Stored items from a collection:
· · ·
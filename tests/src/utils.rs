use std::collections::HashSet;
use std::net::{IpAddr, Ipv4Addr, SocketAddr};
use std::sync::Mutex;
use std::sync::atomic::{AtomicUsize, Ordering};
use std::time::Duration;

use async_trait::async_trait;
use portscout_common::config::ScanConfig;
use portscout_common::network::range::PortRange;
use portscout_common::network::target::Target;
use portscout_core::scanner::{PortState, ProbeOutcome, Prober, ProgressObserver};

/// Scripted prober that never touches the network.
///
/// Ports listed as open answer `Open`, failing ports answer `Error`, the rest
/// `Closed`. Each probe yields a port-dependent number of times before
/// answering so completion order differs from submission order. Every call
/// is counted, as is the peak number of probes running at once.
#[derive(Default)]
pub struct MockProber {
    open: HashSet<u16>,
    failing: HashSet<u16>,
    delay: Duration,
    calls: AtomicUsize,
    in_flight: AtomicUsize,
    max_in_flight: AtomicUsize,
}

impl MockProber {
    pub fn with_open_ports(ports: impl IntoIterator<Item = u16>) -> Self {
        Self {
            open: ports.into_iter().collect(),
            ..Default::default()
        }
    }

    pub fn failing_on(mut self, ports: impl IntoIterator<Item = u16>) -> Self {
        self.failing = ports.into_iter().collect();
        self
    }

    pub fn with_delay(mut self, delay: Duration) -> Self {
        self.delay = delay;
        self
    }

    pub fn calls(&self) -> usize {
        self.calls.load(Ordering::SeqCst)
    }

    pub fn max_in_flight(&self) -> usize {
        self.max_in_flight.load(Ordering::SeqCst)
    }

    /// Connections currently held open by unfinished calls.
    pub fn in_flight(&self) -> usize {
        self.in_flight.load(Ordering::SeqCst)
    }

    fn state_of(&self, port: u16) -> PortState {
        if self.failing.contains(&port) {
            PortState::Error("network is unreachable".to_string())
        } else if self.open.contains(&port) {
            PortState::Open
        } else {
            PortState::Closed
        }
    }
}

/// Decrements the in-flight counter even when the probe future is dropped.
struct InFlight<'a>(&'a AtomicUsize);

impl Drop for InFlight<'_> {
    fn drop(&mut self) {
        self.0.fetch_sub(1, Ordering::SeqCst);
    }
}

#[async_trait]
impl Prober for MockProber {
    async fn probe(&self, addr: SocketAddr, _timeout: Duration) -> ProbeOutcome {
        self.calls.fetch_add(1, Ordering::SeqCst);
        let running: usize = self.in_flight.fetch_add(1, Ordering::SeqCst) + 1;
        self.max_in_flight.fetch_max(running, Ordering::SeqCst);
        let _guard = InFlight(&self.in_flight);

        for _ in 0..(addr.port() % 7) {
            tokio::task::yield_now().await;
        }

        if !self.delay.is_zero() {
            tokio::time::sleep(self.delay).await;
        }

        ProbeOutcome::new(addr.port(), self.state_of(addr.port()))
    }
}

/// Observer that keeps every notification it receives.
#[derive(Default)]
pub struct RecordingObserver {
    events: Mutex<Vec<(usize, usize)>>,
}

impl RecordingObserver {
    pub fn events(&self) -> Vec<(usize, usize)> {
        self.events.lock().map(|e| e.clone()).unwrap_or_default()
    }

    pub fn last(&self) -> Option<(usize, usize)> {
        self.events().last().copied()
    }
}

impl ProgressObserver for RecordingObserver {
    fn on_progress(&self, completed: usize, total: usize) {
        if let Ok(mut events) = self.events.lock() {
            events.push((completed, total));
        }
    }
}

pub fn localhost() -> Target {
    Target::from(IpAddr::V4(Ipv4Addr::LOCALHOST))
}

pub fn localhost_config(start: u16, end: u16, concurrency: usize) -> ScanConfig {
    ScanConfig::new(localhost(), PortRange { start, end }).with_concurrency(concurrency)
}
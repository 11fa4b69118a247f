use std::time::Duration;

use portscout_common::services::{self, UNKNOWN_SERVICE};

pub const PORT_HEADER: &str = "PORT";
pub const SERVICE_HEADER: &str = "SERVICE";

/// One line of the result table.
#[derive(Debug, Clone, PartialEq, Eq)]
pub struct PortRow {
    pub port: String,
    pub service: &'static str,
}

impl PortRow {
    pub fn is_known(&self) -> bool {
        self.service != UNKNOWN_SERVICE
    }
}

/// Labels every open port with its catalog entry, keeping the input order.
pub fn port_rows(open_ports: &[u16]) -> Vec<PortRow> {
    open_ports
        .iter()
        .map(|port| PortRow {
            port: port.to_string(),
            service: services::lookup(u32::from(*port)),
        })
        .collect()
}

/// Width of the port column, header included.
pub fn port_column_width(rows: &[PortRow]) -> usize {
    rows.iter()
        .map(|row| row.port.len())
        .chain(std::iter::once(PORT_HEADER.len()))
        .max()
        .unwrap_or(PORT_HEADER.len())
}

pub fn seconds(elapsed: Duration) -> String {
    format!("{:.2}s", elapsed.as_secs_f64())
}

pub fn plural<'a>(count: usize, one: &'a str, many: &'a str) -> &'a str {
    if count == 1 { one } else { many }
}
//! Columnar (Parquet) read/write for chunk tables. One schema serves both
//! bronze (theme-partitioned, one file per ingest) and silver (one
//! consolidated file per `(org_id, year)`): the chunk-store's single
//! source of structural truth (Design Notes: "JSON-as-Parquet misnomer" —
//! anything with a columnar extension must actually be columnar).

use std::fs::File;
use std::path::Path;
use std::sync::Arc;

use arrow_array::{RecordBatch, StringArray, UInt32Array, UInt64Array};
use arrow_schema::{DataType, Field, Schema};
use parquet::arrow::arrow_reader::ParquetRecordBatchReaderBuilder;
use parquet::arrow::arrow_writer::ArrowWriter;

use crate::types::{Chunk, ChunkStatus};
use crate::StoreError;
use esg_core::ids::{ChunkId, DocId, Sha256};

fn schema() -> Arc<Schema> {
    Arc::new(Schema::new(vec![
        Field::new("chunk_id", DataType::Utf8, false),
        Field::new("doc_id", DataType::Utf8, false),
        Field::new("page_no", DataType::UInt32, false),
        Field::new("char_start", DataType::UInt64, false),
        Field::new("char_end", DataType::UInt64, false),
        Field::new("text", DataType::Utf8, false),
        Field::new("text_canonical", DataType::Utf8, false),
        Field::new("text_sha256", DataType::Utf8, false),
        Field::new("theme_hint", DataType::Utf8, true),
        Field::new("status", DataType::Utf8, false),
    ]))
}

/// A chunk plus the two fields the table needs but the in-memory `Chunk`
/// type doesn't carry: its canonical text and cleaning status.
pub struct ChunkRow {
    pub chunk: Chunk,
    pub text_canonical: String,
    pub status: ChunkStatus,
}

pub fn write_chunk_table(path: &Path, rows: &[ChunkRow]) -> Result<(), StoreError> {
    if let Some(parent) = path.parent() {
        std::fs::create_dir_all(parent).map_err(|e| StoreError::Io(e.to_string()))?;
    }
    let schema = schema();

    let chunk_id = StringArray::from_iter_values(rows.iter().map(|r| r.chunk.chunk_id.as_str()));
    let doc_id = StringArray::from_iter_values(rows.iter().map(|r| r.chunk.doc_id.as_str()));
    let page_no = UInt32Array::from_iter_values(rows.iter().map(|r| r.chunk.page_no));
    let char_start = UInt64Array::from_iter_values(rows.iter().map(|r| r.chunk.char_start as u64));
    let char_end = UInt64Array::from_iter_values(rows.iter().map(|r| r.chunk.char_end as u64));
    let text = StringArray::from_iter_values(rows.iter().map(|r| r.chunk.text.as_str()));
    let text_canonical = StringArray::from_iter_values(rows.iter().map(|r| r.text_canonical.as_str()));
    let text_sha256 = StringArray::from_iter_values(rows.iter().map(|r| r.chunk.text_sha256.as_hex()));
    let theme_hint = StringArray::from_iter(rows.iter().map(|r| r.chunk.theme_hint.as_deref()));
    let status = StringArray::from_iter_values(rows.iter().map(|r| match r.status {
        ChunkStatus::Clean => "clean",
        ChunkStatus::Suspect => "suspect",
    }));

    let batch = RecordBatch::try_new(
        schema.clone(),
        vec![
            Arc::new(chunk_id),
            Arc::new(doc_id),
            Arc::new(page_no),
            Arc::new(char_start),
            Arc::new(char_end),
            Arc::new(text),
            Arc::new(text_canonical),
            Arc::new(text_sha256),
            Arc::new(theme_hint),
            Arc::new(status),
        ],
    )
    .map_err(|e| StoreError::Canon(e.to_string()))?;

    let file = File::create(path).map_err(|e| StoreError::Io(e.to_string()))?;
    let mut writer =
        ArrowWriter::try_new(file, schema, None).map_err(|e| StoreError::Io(e.to_string()))?;
    writer.write(&batch).map_err(|e| StoreError::Io(e.to_string()))?;
    writer.close().map_err(|e| StoreError::Io(e.to_string()))?;
    Ok(())
}

pub fn read_chunk_table(path: &Path) -> Result<Vec<ChunkRow>, StoreError> {
    let file = File::open(path).map_err(|e| StoreError::Io(e.to_string()))?;
    let reader = ParquetRecordBatchReaderBuilder::try_new(file)
        .map_err(|e| StoreError::Io(e.to_string()))?
        .build()
        .map_err(|e| StoreError::Io(e.to_string()))?;

    let mut rows = Vec::new();
    for batch in reader {
        let batch = batch.map_err(|e| StoreError::Io(e.to_string()))?;
        rows.extend(rows_from_batch(&batch)?);
    }
    Ok(rows)
}

fn rows_from_batch(batch: &RecordBatch) -> Result<Vec<ChunkRow>, StoreError> {
    let col = |name: &str| -> Result<&StringArray, StoreError> {
        batch
            .column_by_name(name)
            .and_then(|c| c.as_any().downcast_ref::<StringArray>())
            .ok_or_else(|| StoreError::Canon(format!("missing/invalid column {name}")))
    };
    let chunk_id = col("chunk_id")?;
    let doc_id = col("doc_id")?;
    let text = col("text")?;
    let text_canonical = col("text_canonical")?;
    let text_sha256 = col("text_sha256")?;
    let theme_hint = col("theme_hint")?;
    let status = col("status")?;

    let page_no = batch
        .column_by_name("page_no")
        .and_then(|c| c.as_any().downcast_ref::<UInt32Array>())
        .ok_or_else(|| StoreError::Canon("missing page_no".into()))?;
    let char_start = batch
        .column_by_name("char_start")
        .and_then(|c| c.as_any().downcast_ref::<UInt64Array>())
        .ok_or_else(|| StoreError::Canon("missing char_start".into()))?;
    let char_end = batch
        .column_by_name("char_end")
        .and_then(|c| c.as_any().downcast_ref::<UInt64Array>())
        .ok_or_else(|| StoreError::Canon("missing char_end".into()))?;

    let mut rows = Vec::with_capacity(batch.num_rows());
    for i in 0..batch.num_rows() {
        let chunk = Chunk {
            chunk_id: ChunkId::try_from(chunk_id.value(i))
                .map_err(|e| StoreError::Canon(e.to_string()))?,
            doc_id: DocId::try_from(doc_id.value(i)).map_err(|e| StoreError::Canon(e.to_string()))?,
            page_no: page_no.value(i),
            char_start: char_start.value(i) as usize,
            char_end: char_end.value(i) as usize,
            text: text.value(i).to_string(),
            text_sha256: Sha256::try_from(text_sha256.value(i))
                .map_err(|e| StoreError::Canon(e.to_string()))?,
            theme_hint: if theme_hint.is_null(i) {
                None
            } else {
                Some(theme_hint.value(i).to_string())
            },
        };
        let status_val = if status.value(i) == "suspect" {
            ChunkStatus::Suspect
        } else {
            ChunkStatus::Clean
        };
        rows.push(ChunkRow {
            chunk,
            text_canonical: text_canonical.value(i).to_string(),
            status: status_val,
        });
    }
    Ok(rows)
}
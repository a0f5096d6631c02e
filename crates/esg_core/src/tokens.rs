//! Fixed domain vocabularies: the seven rubric themes, and small enums used
//! across the scoring pipeline.

use core::fmt;
use core::str::FromStr;

#[cfg(feature = "serde")]
use serde::{Deserialize, Serialize};

use crate::errors::CoreError;

/// The seven ESG maturity themes, in rubric order.
#[derive(Clone, Copy, PartialEq, Eq, PartialOrd, Ord, Hash, Debug)]
#[cfg_attr(feature = "serde", derive(Serialize, Deserialize))]
pub enum Theme {
    /// Transition Strategy & Planning
    Tsp,
    /// Oversight & Strategic Positioning
    Osp,
    /// Disclosure Maturity
    Dm,
    /// Greenhouse Gas Accounting
    Ghg,
    /// Risk & Dependency
    Rd,
    /// Engagement & Incentives
    Ei,
    /// Risk Management Maturity
    Rmm,
}

impl Theme {
    /// All seven themes, in rubric order.
    pub const ALL: [Theme; 7] = [
        Theme::Tsp,
        Theme::Osp,
        Theme::Dm,
        Theme::Ghg,
        Theme::Rd,
        Theme::Ei,
        Theme::Rmm,
    ];

    pub fn code(self) -> &'static str {
        match self {
            Theme::Tsp => "TSP",
            Theme::Osp => "OSP",
            Theme::Dm => "DM",
            Theme::Ghg => "GHG",
            Theme::Rd => "RD",
            Theme::Ei => "EI",
            Theme::Rmm => "RMM",
        }
    }

    /// Rubric-order rank, used for deterministic sort keys.
    pub fn rank(self) -> u8 {
        Theme::ALL.iter().position(|t| *t == self).unwrap() as u8
    }
}

impl fmt::Display for Theme {
    fn fmt(&self, f: &mut fmt::Formatter<'_>) -> fmt::Result {
        f.write_str(self.code())
    }
}

impl FromStr for Theme {
    type Err = CoreError;
    fn from_str(s: &str) -> Result<Self, Self::Err> {
        match s {
            "TSP" => Ok(Theme::Tsp),
            "OSP" => Ok(Theme::Osp),
            "DM" => Ok(Theme::Dm),
            "GHG" => Ok(Theme::Ghg),
            "RD" => Ok(Theme::Rd),
            "EI" => Ok(Theme::Ei),
            "RMM" => Ok(Theme::Rmm),
            _ => Err(CoreError::InvalidTheme),
        }
    }
}

/// `RETRIEVAL_TIER` knob: which chunk layer a run is allowed to read from.
#[derive(Clone, Copy, PartialEq, Eq, Debug)]
#[cfg_attr(feature = "serde", derive(Serialize, Deserialize))]
#[cfg_attr(feature = "serde", serde(rename_all = "lowercase"))]
pub enum RetrievalTier {
    Auto,
    Silver,
    Bronze,
}

impl FromStr for RetrievalTier {
    type Err = CoreError;
    fn from_str(s: &str) -> Result<Self, Self::Err> {
        match s {
            "auto" => Ok(RetrievalTier::Auto),
            "silver" => Ok(RetrievalTier::Silver),
            "bronze" => Ok(RetrievalTier::Bronze),
            _ => Err(CoreError::BadShape),
        }
    }
}

impl fmt::Display for RetrievalTier {
    fn fmt(&self, f: &mut fmt::Formatter<'_>) -> fmt::Result {
        let s = match self {
            RetrievalTier::Auto => "auto",
            RetrievalTier::Silver => "silver",
            RetrievalTier::Bronze => "bronze",
        };
        f.write_str(s)
    }
}

#[cfg(test)]
mod tests {
    use super::*;

    #[test]
    fn theme_roundtrip_and_rank() {
        for (i, t) in Theme::ALL.iter().enumerate() {
            let code = t.code();
            let parsed: Theme = code.parse().unwrap();
            assert_eq!(parsed, *t);
            assert_eq!(t.rank() as usize, i);
        }
        assert!("XYZ".parse::<Theme>().is_err());
    }

    #[test]
    fn retrieval_tier_roundtrip() {
        assert_eq!("auto".parse::<RetrievalTier>().unwrap(), RetrievalTier::Auto);
        assert_eq!("bronze".parse::<RetrievalTier>().unwrap(), RetrievalTier::Bronze);
        assert!("cold".parse::<RetrievalTier>().is_err());
    }
}
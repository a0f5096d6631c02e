//! Seeded RNG service. The engine almost never needs randomness — retrieval,
//! scoring, and ordering are all deterministic by sort key — but the few
//! spots that do (synthetic fixture generation, sampling diagnostics) must
//! draw from one process-wide, `SEED`-derived generator rather than
//! `rand::thread_rng()`, so a re-run with the same `SEED` is identical.

use rand_chacha::ChaCha20Rng;
use rand_core::{RngCore, SeedableRng};

/// Wraps a `ChaCha20Rng` seeded from the `SEED` env knob (§6). Not `Clone`:
/// there is exactly one instance per run, threaded explicitly rather than
/// reached for as global state.
pub struct SeededRng {
    inner: ChaCha20Rng,
}

impl SeededRng {
    pub fn from_seed_u64(seed: u64) -> Self {
        SeededRng {
            inner: ChaCha20Rng::seed_from_u64(seed),
        }
    }

    /// Uniform integer in `[0, bound)` via Lemire's rejection-free reduction
    /// would bias small bounds; use simple rejection sampling instead.
    pub fn gen_range_u32(&mut self, bound: u32) -> u32 {
        assert!(bound > 0, "bound must be positive");
        let zone = u32::MAX - (u32::MAX % bound);
        loop {
            let r = self.inner.next_u32();
            if r < zone {
                return r % bound;
            }
        }
    }

    /// Fisher-Yates shuffle, in place.
    pub fn shuffle_in_place<T>(&mut self, items: &mut [T]) {
        let len = items.len();
        if len < 2 {
            return;
        }
        for i in (1..len).rev() {
            let j = self.gen_range_u32((i as u32) + 1) as usize;
            items.swap(i, j);
        }
    }

    /// Pick one index out of `len` uniformly at random.
    pub fn choose_index(&mut self, len: usize) -> Option<usize> {
        if len == 0 {
            None
        } else {
            Some(self.gen_range_u32(len as u32) as usize)
        }
    }
}

#[cfg(test)]
mod tests {
    use super::*;

    #[test]
    fn same_seed_same_sequence() {
        let mut a = SeededRng::from_seed_u64(42);
        let mut b = SeededRng::from_seed_u64(42);
        let xs: Vec<u32> = (0..10).map(|_| a.gen_range_u32(100)).collect();
        let ys: Vec<u32> = (0..10).map(|_| b.gen_range_u32(100)).collect();
        assert_eq!(xs, ys);
    }

    #[test]
    fn shuffle_is_a_permutation() {
        let mut rng = SeededRng::from_seed_u64(7);
        let mut items: Vec<u32> = (0..20).collect();
        let original = items.clone();
        rng.shuffle_in_place(&mut items);
        let mut sorted = items.clone();
        sorted.sort_unstable();
        assert_eq!(sorted, original);
    }

    #[test]
    fn choose_index_in_bounds() {
        let mut rng = SeededRng::from_seed_u64(1);
        assert_eq!(rng.choose_index(0), None);
        for _ in 0..50 {
            let idx = rng.choose_index(5).unwrap();
            assert!(idx < 5);
        }
    }
}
· · ·
Required work: Look through the records and give only the number of lines where the string "small" appears.

Completed task: 2